Jon Rahm was thunderstruck by the positive coronavirus test result that forced his June 5 withdrawal from the Memorial Tournament, a competition that he led by an almost insurmountable six strokes with one round remaining. Afterward, the 26-year-old golfer recognized the emotions elicited by his exit, which included a nationally televised broadcast of Rahm receiving the news and leaving the 18th green in tears.
“I was aware of what was going on,” Rahm said Tuesday in his first public remarks about the episode as he prepared for the 2021 U.S. Open, which begins Thursday at the Torrey Pines Golf Course, in San Diego.
Speaking at a news conference, Rahm revealed that he had been vaccinated before he tested positive.
“The truth is I was vaccinated, I just wasn’t out of that 14-day period,” Rahm said.
Had Rahm been able to complete the final round of the Memorial, which he won in 2020, he almost certainly would have been handed the winner’s check worth roughly $1.7 million. In Rahm’s absence, Patrick Cantlay claimed the title instead.

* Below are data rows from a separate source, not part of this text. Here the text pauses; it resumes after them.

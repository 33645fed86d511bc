use std::collections::HashSet;
use std::sync::{Arc, Mutex};
use std::time::Duration;

use async_trait::async_trait;
use axum::{
    body::{Body, to_bytes},
    http::{Request, StatusCode},
};
use postbox::db::{KvStore, MemoryKv};
use postbox::queue::OfflineQueue;
use postbox::server::app_router;
use postbox::{
    Connectivity, ConnectivityMonitor, Delivery, DeliveryError, EngineState, ItemId,
    QueueItem, SyncConfig,
};
use serde_json::{Value, json};
use tower::ServiceExt; // for `oneshot`

/// Records every delivered id; optionally slow to widen race windows.
#[derive(Default)]
struct RecordingDelivery {
    delivered: Mutex<Vec<ItemId>>,
    delay: Duration,
}

#[async_trait]
impl Delivery for RecordingDelivery {
    async fn submit(&self, id: ItemId, _payload: &Value) -> Result<(), DeliveryError> {
        if !self.delay.is_zero() {
            tokio::time::sleep(self.delay).await;
        }
        self.delivered.lock().unwrap().push(id);
        Ok(())
    }
}

fn sync_config() -> SyncConfig {
    SyncConfig {
        attempt_timeout: Duration::from_secs(5),
        backoff_base: Duration::from_millis(10),
        backoff_max: Duration::from_millis(50),
        sync_on_start: false,
    }
}

async fn setup(
    kv: Arc<MemoryKv>,
    delivery: Arc<RecordingDelivery>,
    initial: Connectivity,
) -> anyhow::Result<(Arc<OfflineQueue>, axum::Router)> {
    let kv: Arc<dyn KvStore> = kv;
    let monitor = ConnectivityMonitor::new(initial);
    let queue = Arc::new(OfflineQueue::open(kv, delivery, monitor, &sync_config()).await?);
    let app = app_router(queue.clone());
    Ok((queue, app))
}

async fn send(
    app: &axum::Router,
    method: &str,
    uri: &str,
    body: Option<Value>,
) -> anyhow::Result<(StatusCode, Value)> {
    let mut req = Request::builder().method(method).uri(uri);
    let body = match body {
        Some(v) => {
            req = req.header("content-type", "application/json");
            Body::from(serde_json::to_vec(&v)?)
        }
        None => Body::empty(),
    };
    let resp = app.clone().oneshot(req.body(body)?).await?;
    let status = resp.status();
    let bytes = to_bytes(resp.into_body(), 1024 * 1024).await?;
    let value = if bytes.is_empty() {
        Value::Null
    } else {
        serde_json::from_slice(&bytes).unwrap_or_else(|_| {
            Value::String(String::from_utf8_lossy(&bytes).into_owned())
        })
    };
    Ok((status, value))
}

#[tokio::test]
async fn concurrent_http_enqueues_are_each_delivered_once_in_order() -> anyhow::Result<()> {
    let delivery = Arc::new(RecordingDelivery::default());
    let (queue, app) =
        setup(Arc::new(MemoryKv::new()), delivery.clone(), Connectivity::Offline).await?;

    let mut handles = Vec::new();
    for n in 0..50 {
        let app = app.clone();
        handles.push(tokio::spawn(async move {
            let body = json!({ "payload": { "caption": format!("post {n}") } });
            send(&app, "POST", "/queue", Some(body)).await
        }));
    }
    let mut created = HashSet::new();
    for h in handles {
        let (status, body) = h.await??;
        assert_eq!(status, StatusCode::CREATED);
        let id: ItemId = body["id"].as_str().unwrap_or_default().parse()?;
        created.insert(id);
    }
    assert_eq!(created.len(), 50);

    let (status, body) = send(&app, "GET", "/queue", None).await?;
    assert_eq!(status, StatusCode::OK);
    let listed: Vec<QueueItem> = serde_json::from_value(body)?;
    assert_eq!(listed.len(), 50);
    let order: Vec<ItemId> = listed.iter().map(|i| i.id).collect();

    let (status, body) =
        send(&app, "PUT", "/connectivity", Some(json!({ "online": true }))).await?;
    assert_eq!(status, StatusCode::OK);
    assert_eq!(body["changed"], true);
    assert_eq!(queue.settled().await, EngineState::Idle);

    let delivered = delivery.delivered.lock().unwrap().clone();
    assert_eq!(delivered, order);
    assert_eq!(delivered.iter().collect::<HashSet<_>>().len(), 50);
    assert!(queue.pending().await?.is_empty());
    Ok(())
}

#[tokio::test]
async fn enqueues_racing_an_active_drain_are_not_stranded() -> anyhow::Result<()> {
    let delivery = Arc::new(RecordingDelivery {
        delay: Duration::from_millis(2),
        ..Default::default()
    });
    let (queue, _app) =
        setup(Arc::new(MemoryKv::new()), delivery.clone(), Connectivity::Online).await?;

    let mut handles = Vec::new();
    for n in 0..40 {
        let queue = queue.clone();
        handles.push(tokio::spawn(async move {
            if n % 4 == 0 {
                tokio::time::sleep(Duration::from_millis(n)).await;
            }
            queue.enqueue(&json!({ "n": n })).await
        }));
    }
    let mut ids = HashSet::new();
    for h in handles {
        ids.insert(h.await??);
    }

    tokio::time::timeout(Duration::from_secs(10), async {
        loop {
            if queue.settled().await == EngineState::Idle && queue.pending().await?.is_empty() {
                return Ok::<_, anyhow::Error>(());
            }
            tokio::time::sleep(Duration::from_millis(5)).await;
        }
    })
    .await??;

    let delivered = delivery.delivered.lock().unwrap().clone();
    assert_eq!(delivered.len(), 40, "every item delivered exactly once");
    assert_eq!(delivered.into_iter().collect::<HashSet<_>>(), ids);
    Ok(())
}

#[tokio::test]
async fn status_sync_and_clear_endpoints() -> anyhow::Result<()> {
    let delivery = Arc::new(RecordingDelivery::default());
    let (queue, app) =
        setup(Arc::new(MemoryKv::new()), delivery.clone(), Connectivity::Offline).await?;

    let (status, _) = send(&app, "GET", "/health", None).await?;
    assert_eq!(status, StatusCode::OK);

    for n in 0..3 {
        send(&app, "POST", "/queue", Some(json!({ "payload": { "n": n } }))).await?;
    }
    let (status, body) = send(&app, "GET", "/status", None).await?;
    assert_eq!(status, StatusCode::OK);
    assert_eq!(body["connectivity"], "offline");
    assert_eq!(body["engine"], "idle");
    assert_eq!(body["pending"], 3);

    // Offline: the pass starts but attempts nothing.
    let (status, body) = send(&app, "POST", "/sync", None).await?;
    assert_eq!(status, StatusCode::ACCEPTED);
    assert_eq!(body["started"], true);
    queue.settled().await;
    assert!(delivery.delivered.lock().unwrap().is_empty());

    let (status, _) = send(&app, "DELETE", "/queue", None).await?;
    assert_eq!(status, StatusCode::NO_CONTENT);
    let (_, body) = send(&app, "GET", "/queue", None).await?;
    assert_eq!(body, json!([]));
    Ok(())
}

#[tokio::test]
async fn requeue_endpoint_validates_ids() -> anyhow::Result<()> {
    let delivery = Arc::new(RecordingDelivery::default());
    let (_queue, app) =
        setup(Arc::new(MemoryKv::new()), delivery, Connectivity::Offline).await?;

    let (status, _) = send(&app, "POST", "/queue/not-an-id/requeue", None).await?;
    assert_eq!(status, StatusCode::BAD_REQUEST);

    let unknown = ItemId::new();
    let (status, _) = send(&app, "POST", &format!("/queue/{unknown}/requeue"), None).await?;
    assert_eq!(status, StatusCode::NOT_FOUND);

    let (_, body) = send(&app, "POST", "/queue", Some(json!({ "payload": "hi" }))).await?;
    let id = body["id"].as_str().unwrap_or_default().to_string();
    let (status, body) = send(&app, "POST", &format!("/queue/{id}/requeue"), None).await?;
    assert_eq!(status, StatusCode::OK);
    assert_eq!(body["requeued"], false);
    Ok(())
}

#[tokio::test]
async fn storage_errors_map_to_http_statuses() -> anyhow::Result<()> {
    let kv = Arc::new(MemoryKv::with_capacity(2));
    let delivery = Arc::new(RecordingDelivery::default());
    let (_queue, app) = setup(kv.clone(), delivery, Connectivity::Offline).await?;

    for _ in 0..2 {
        let (status, _) = send(&app, "POST", "/queue", Some(json!({ "payload": 1 }))).await?;
        assert_eq!(status, StatusCode::CREATED);
    }
    let (status, _) = send(&app, "POST", "/queue", Some(json!({ "payload": 1 }))).await?;
    assert_eq!(status, StatusCode::INSUFFICIENT_STORAGE);

    kv.set_available(false);
    let (status, _) = send(&app, "GET", "/queue", None).await?;
    assert_eq!(status, StatusCode::SERVICE_UNAVAILABLE);
    Ok(())
}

One of the more popular men’s golfers — a player who shows his emotions and competes with flair — Rahm acknowledged that had he been vaccinated earlier, he would have been more likely to avoid an infection. Alternately smiling and serious, he did not ask for sympathy, but had a message for his fellow pro golfers, who a tour official said this month had been vaccinated at a rate “north of 50 percent.”
“We live in a free country, so do as you please,” Rahm said. “I can tell you from experience that if something happens, you’re going to have to live with the consequences, golf-wise.”